Segment Open

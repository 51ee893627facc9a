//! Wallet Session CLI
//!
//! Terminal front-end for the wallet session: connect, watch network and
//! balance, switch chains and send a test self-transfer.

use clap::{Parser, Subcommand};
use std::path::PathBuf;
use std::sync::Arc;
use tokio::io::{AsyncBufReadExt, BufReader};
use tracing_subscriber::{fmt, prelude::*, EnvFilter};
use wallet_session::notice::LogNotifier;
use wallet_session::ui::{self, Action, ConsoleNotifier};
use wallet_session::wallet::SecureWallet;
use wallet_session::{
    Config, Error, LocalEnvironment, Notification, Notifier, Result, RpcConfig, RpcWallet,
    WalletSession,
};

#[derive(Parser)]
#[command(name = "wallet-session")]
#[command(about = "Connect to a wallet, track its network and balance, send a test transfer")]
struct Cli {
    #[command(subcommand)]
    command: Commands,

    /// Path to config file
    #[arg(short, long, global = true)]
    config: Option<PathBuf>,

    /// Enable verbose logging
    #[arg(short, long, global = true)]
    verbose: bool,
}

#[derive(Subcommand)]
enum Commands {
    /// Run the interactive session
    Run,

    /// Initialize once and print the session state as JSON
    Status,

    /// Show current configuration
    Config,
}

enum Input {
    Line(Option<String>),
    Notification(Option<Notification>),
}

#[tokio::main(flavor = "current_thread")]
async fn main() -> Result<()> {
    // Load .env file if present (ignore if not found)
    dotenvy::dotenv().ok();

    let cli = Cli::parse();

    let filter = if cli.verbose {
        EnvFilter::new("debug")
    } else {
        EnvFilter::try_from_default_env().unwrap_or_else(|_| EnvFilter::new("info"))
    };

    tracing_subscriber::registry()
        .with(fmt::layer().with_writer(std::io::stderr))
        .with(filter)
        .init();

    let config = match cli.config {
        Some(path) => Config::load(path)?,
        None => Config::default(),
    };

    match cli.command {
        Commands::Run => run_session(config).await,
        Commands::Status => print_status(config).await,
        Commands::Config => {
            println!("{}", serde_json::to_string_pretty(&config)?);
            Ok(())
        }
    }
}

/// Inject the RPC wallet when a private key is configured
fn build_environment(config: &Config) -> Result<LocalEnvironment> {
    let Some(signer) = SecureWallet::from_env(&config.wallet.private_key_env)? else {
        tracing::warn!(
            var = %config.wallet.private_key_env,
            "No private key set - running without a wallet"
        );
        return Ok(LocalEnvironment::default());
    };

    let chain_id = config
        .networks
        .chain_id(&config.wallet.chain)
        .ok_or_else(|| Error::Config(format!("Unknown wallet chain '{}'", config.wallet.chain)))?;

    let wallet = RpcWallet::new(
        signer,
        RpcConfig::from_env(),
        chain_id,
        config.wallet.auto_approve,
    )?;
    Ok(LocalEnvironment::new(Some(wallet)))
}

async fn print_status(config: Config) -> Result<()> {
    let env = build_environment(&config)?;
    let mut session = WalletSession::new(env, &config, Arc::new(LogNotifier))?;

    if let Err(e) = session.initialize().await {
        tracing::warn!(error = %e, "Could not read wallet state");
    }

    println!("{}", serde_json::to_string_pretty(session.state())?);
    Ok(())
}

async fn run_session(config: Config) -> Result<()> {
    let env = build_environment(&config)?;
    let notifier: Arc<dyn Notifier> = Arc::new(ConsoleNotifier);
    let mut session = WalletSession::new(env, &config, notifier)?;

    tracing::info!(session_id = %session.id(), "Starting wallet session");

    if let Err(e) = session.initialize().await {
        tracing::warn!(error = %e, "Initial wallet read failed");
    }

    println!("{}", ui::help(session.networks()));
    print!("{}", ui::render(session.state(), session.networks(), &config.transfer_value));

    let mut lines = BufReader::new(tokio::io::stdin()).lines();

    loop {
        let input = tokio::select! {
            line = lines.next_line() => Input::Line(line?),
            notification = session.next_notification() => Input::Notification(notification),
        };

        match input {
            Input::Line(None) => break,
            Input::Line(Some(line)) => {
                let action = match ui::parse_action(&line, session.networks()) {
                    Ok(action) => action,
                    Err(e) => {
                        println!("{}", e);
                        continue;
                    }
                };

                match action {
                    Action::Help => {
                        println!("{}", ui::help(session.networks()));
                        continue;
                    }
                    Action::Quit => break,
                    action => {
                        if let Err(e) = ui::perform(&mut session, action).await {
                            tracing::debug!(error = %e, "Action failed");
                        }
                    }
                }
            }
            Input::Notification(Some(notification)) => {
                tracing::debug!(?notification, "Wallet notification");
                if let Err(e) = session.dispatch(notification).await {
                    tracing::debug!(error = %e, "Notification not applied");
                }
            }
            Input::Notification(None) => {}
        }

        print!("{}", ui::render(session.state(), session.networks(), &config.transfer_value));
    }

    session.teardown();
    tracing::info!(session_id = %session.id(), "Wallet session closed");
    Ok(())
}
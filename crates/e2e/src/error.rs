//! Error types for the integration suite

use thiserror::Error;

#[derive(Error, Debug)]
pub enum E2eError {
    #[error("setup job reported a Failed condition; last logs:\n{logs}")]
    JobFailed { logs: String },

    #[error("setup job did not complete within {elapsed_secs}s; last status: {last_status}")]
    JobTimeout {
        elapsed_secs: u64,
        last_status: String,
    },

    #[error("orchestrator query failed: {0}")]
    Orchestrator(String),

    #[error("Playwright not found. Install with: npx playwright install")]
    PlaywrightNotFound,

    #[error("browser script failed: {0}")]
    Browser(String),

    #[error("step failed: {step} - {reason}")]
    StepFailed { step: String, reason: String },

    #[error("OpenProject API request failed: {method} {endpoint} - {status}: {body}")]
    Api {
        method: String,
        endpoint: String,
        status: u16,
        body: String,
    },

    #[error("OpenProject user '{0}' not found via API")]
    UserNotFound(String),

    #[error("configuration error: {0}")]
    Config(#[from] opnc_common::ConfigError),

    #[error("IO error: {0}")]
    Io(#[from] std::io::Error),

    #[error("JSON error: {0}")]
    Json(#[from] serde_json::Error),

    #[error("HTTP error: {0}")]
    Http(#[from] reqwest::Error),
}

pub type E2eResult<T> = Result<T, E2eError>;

Segment Closed

Throughout the data above, copy all lines where the word "OpenProject" is found.

* Answer to this exercise
    #[error("OpenProject API request failed: {method} {endpoint} - {status}: {body}")]
    #[error("OpenProject user '{0}' not found via API")]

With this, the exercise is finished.